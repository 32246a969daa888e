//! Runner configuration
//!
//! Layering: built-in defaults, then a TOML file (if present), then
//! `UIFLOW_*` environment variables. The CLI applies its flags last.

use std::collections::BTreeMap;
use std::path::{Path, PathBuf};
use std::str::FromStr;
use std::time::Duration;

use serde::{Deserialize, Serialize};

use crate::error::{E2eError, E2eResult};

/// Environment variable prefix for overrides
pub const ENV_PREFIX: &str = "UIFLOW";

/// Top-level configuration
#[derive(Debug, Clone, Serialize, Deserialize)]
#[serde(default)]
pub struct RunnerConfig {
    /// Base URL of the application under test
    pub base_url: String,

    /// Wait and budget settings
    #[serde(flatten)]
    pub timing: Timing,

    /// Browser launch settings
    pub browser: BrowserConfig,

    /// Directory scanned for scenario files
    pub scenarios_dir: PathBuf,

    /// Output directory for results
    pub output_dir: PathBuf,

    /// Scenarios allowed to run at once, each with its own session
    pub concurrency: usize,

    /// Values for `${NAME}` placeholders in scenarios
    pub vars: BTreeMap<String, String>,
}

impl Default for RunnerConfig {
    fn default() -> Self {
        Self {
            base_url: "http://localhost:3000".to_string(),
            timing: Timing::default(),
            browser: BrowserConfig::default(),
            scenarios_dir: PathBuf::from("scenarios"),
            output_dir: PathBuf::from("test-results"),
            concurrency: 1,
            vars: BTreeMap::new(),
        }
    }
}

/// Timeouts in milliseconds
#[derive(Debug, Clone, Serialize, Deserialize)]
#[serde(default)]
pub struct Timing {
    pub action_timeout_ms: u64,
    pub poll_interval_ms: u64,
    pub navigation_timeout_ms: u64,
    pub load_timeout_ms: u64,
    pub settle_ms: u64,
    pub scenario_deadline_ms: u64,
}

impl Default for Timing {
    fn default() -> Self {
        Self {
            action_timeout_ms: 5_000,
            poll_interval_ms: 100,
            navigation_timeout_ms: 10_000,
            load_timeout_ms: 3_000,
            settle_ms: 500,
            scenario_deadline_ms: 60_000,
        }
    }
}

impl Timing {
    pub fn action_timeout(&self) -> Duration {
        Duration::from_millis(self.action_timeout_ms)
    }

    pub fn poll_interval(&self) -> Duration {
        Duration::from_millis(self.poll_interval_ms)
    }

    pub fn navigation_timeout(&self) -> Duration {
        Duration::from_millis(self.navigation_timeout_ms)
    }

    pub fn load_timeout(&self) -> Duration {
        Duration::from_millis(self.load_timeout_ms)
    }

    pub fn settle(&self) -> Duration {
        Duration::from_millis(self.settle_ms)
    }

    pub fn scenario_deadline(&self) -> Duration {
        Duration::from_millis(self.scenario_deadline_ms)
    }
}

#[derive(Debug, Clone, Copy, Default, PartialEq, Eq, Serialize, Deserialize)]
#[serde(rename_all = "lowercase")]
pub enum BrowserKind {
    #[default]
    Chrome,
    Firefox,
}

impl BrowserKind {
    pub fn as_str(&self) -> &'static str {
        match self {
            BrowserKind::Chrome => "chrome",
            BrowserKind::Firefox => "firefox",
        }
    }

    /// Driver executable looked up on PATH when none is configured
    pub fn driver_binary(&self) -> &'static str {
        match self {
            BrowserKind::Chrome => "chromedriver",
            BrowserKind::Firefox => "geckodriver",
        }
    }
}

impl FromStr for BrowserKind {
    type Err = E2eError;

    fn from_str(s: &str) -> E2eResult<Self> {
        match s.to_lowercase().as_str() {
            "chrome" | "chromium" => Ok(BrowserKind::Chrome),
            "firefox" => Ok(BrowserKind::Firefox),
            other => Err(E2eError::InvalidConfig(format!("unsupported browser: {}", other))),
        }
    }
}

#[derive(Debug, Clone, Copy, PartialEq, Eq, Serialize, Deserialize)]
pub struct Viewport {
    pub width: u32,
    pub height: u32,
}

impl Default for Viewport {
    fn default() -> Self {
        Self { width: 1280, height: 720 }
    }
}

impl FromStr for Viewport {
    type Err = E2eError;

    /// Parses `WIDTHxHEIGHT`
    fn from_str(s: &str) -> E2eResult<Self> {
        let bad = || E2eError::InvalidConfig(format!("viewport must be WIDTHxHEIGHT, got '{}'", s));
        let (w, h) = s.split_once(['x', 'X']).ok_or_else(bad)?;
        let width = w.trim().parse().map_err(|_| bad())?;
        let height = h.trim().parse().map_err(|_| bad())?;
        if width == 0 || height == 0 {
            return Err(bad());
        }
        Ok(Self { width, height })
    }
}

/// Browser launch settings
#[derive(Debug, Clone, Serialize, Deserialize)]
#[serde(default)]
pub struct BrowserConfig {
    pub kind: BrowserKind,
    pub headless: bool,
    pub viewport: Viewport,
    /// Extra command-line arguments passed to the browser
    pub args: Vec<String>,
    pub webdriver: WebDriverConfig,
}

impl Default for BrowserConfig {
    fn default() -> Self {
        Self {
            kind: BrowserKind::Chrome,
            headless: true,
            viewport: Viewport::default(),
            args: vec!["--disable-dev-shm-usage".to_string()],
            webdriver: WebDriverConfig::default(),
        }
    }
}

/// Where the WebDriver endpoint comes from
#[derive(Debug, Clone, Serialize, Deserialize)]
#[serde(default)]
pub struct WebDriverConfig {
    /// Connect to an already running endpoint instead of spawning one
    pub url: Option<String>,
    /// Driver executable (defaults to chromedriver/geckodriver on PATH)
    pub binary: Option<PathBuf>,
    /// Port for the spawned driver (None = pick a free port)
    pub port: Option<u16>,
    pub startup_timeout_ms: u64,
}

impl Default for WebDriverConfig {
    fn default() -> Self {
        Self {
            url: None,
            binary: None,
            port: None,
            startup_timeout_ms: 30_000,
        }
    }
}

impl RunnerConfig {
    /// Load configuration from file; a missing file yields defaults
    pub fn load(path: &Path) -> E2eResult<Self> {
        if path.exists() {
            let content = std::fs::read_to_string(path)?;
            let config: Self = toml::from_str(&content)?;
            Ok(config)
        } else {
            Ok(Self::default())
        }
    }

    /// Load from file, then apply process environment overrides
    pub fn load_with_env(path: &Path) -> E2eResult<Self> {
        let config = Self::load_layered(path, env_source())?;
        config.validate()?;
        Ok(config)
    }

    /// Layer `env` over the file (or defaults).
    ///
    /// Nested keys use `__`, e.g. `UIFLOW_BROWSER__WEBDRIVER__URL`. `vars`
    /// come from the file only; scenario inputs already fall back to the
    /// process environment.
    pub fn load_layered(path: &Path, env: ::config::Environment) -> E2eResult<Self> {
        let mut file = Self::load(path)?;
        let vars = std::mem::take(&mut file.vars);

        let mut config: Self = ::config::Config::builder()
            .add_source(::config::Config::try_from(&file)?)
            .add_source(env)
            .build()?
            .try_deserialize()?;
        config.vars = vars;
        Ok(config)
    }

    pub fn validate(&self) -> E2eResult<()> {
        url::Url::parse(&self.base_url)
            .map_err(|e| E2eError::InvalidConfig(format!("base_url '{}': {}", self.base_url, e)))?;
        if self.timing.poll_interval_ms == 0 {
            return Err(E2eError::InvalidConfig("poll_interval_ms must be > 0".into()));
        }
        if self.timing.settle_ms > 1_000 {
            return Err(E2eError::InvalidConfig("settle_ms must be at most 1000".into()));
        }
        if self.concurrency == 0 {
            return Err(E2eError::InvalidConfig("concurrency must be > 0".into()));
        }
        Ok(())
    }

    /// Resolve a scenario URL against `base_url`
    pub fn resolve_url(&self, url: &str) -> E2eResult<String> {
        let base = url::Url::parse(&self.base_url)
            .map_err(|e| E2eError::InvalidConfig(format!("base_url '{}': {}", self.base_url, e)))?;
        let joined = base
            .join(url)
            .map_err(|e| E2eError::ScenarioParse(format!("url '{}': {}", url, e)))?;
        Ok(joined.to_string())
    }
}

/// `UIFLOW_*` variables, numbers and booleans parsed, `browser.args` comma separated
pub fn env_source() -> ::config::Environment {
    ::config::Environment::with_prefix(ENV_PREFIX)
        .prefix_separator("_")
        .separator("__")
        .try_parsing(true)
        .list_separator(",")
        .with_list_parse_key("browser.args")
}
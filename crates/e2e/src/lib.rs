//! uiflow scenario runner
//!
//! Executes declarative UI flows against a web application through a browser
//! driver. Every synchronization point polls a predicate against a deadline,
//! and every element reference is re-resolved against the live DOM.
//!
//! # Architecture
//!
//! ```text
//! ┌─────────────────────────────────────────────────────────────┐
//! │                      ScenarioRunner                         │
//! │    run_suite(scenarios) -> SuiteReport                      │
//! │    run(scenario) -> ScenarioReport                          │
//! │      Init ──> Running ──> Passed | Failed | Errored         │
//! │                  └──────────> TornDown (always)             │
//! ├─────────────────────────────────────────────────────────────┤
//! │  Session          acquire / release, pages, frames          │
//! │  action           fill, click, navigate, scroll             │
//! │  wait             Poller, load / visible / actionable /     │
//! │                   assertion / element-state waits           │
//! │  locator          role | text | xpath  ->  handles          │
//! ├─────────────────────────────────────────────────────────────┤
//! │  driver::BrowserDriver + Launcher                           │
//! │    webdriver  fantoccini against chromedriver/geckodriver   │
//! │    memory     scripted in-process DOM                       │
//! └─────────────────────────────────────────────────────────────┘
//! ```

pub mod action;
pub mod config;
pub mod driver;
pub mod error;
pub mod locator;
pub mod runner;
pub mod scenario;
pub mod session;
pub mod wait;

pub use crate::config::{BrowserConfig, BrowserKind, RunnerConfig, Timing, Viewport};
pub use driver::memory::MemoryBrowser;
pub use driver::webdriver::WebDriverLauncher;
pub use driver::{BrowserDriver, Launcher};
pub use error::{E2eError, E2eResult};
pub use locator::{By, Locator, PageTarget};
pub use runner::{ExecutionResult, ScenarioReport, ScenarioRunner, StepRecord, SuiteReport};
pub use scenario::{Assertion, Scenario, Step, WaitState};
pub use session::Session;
┄┄┄┄┄┄
Find out how many lines above hold "chromedriver". Write only the number.

_Reply to the exercise:_
3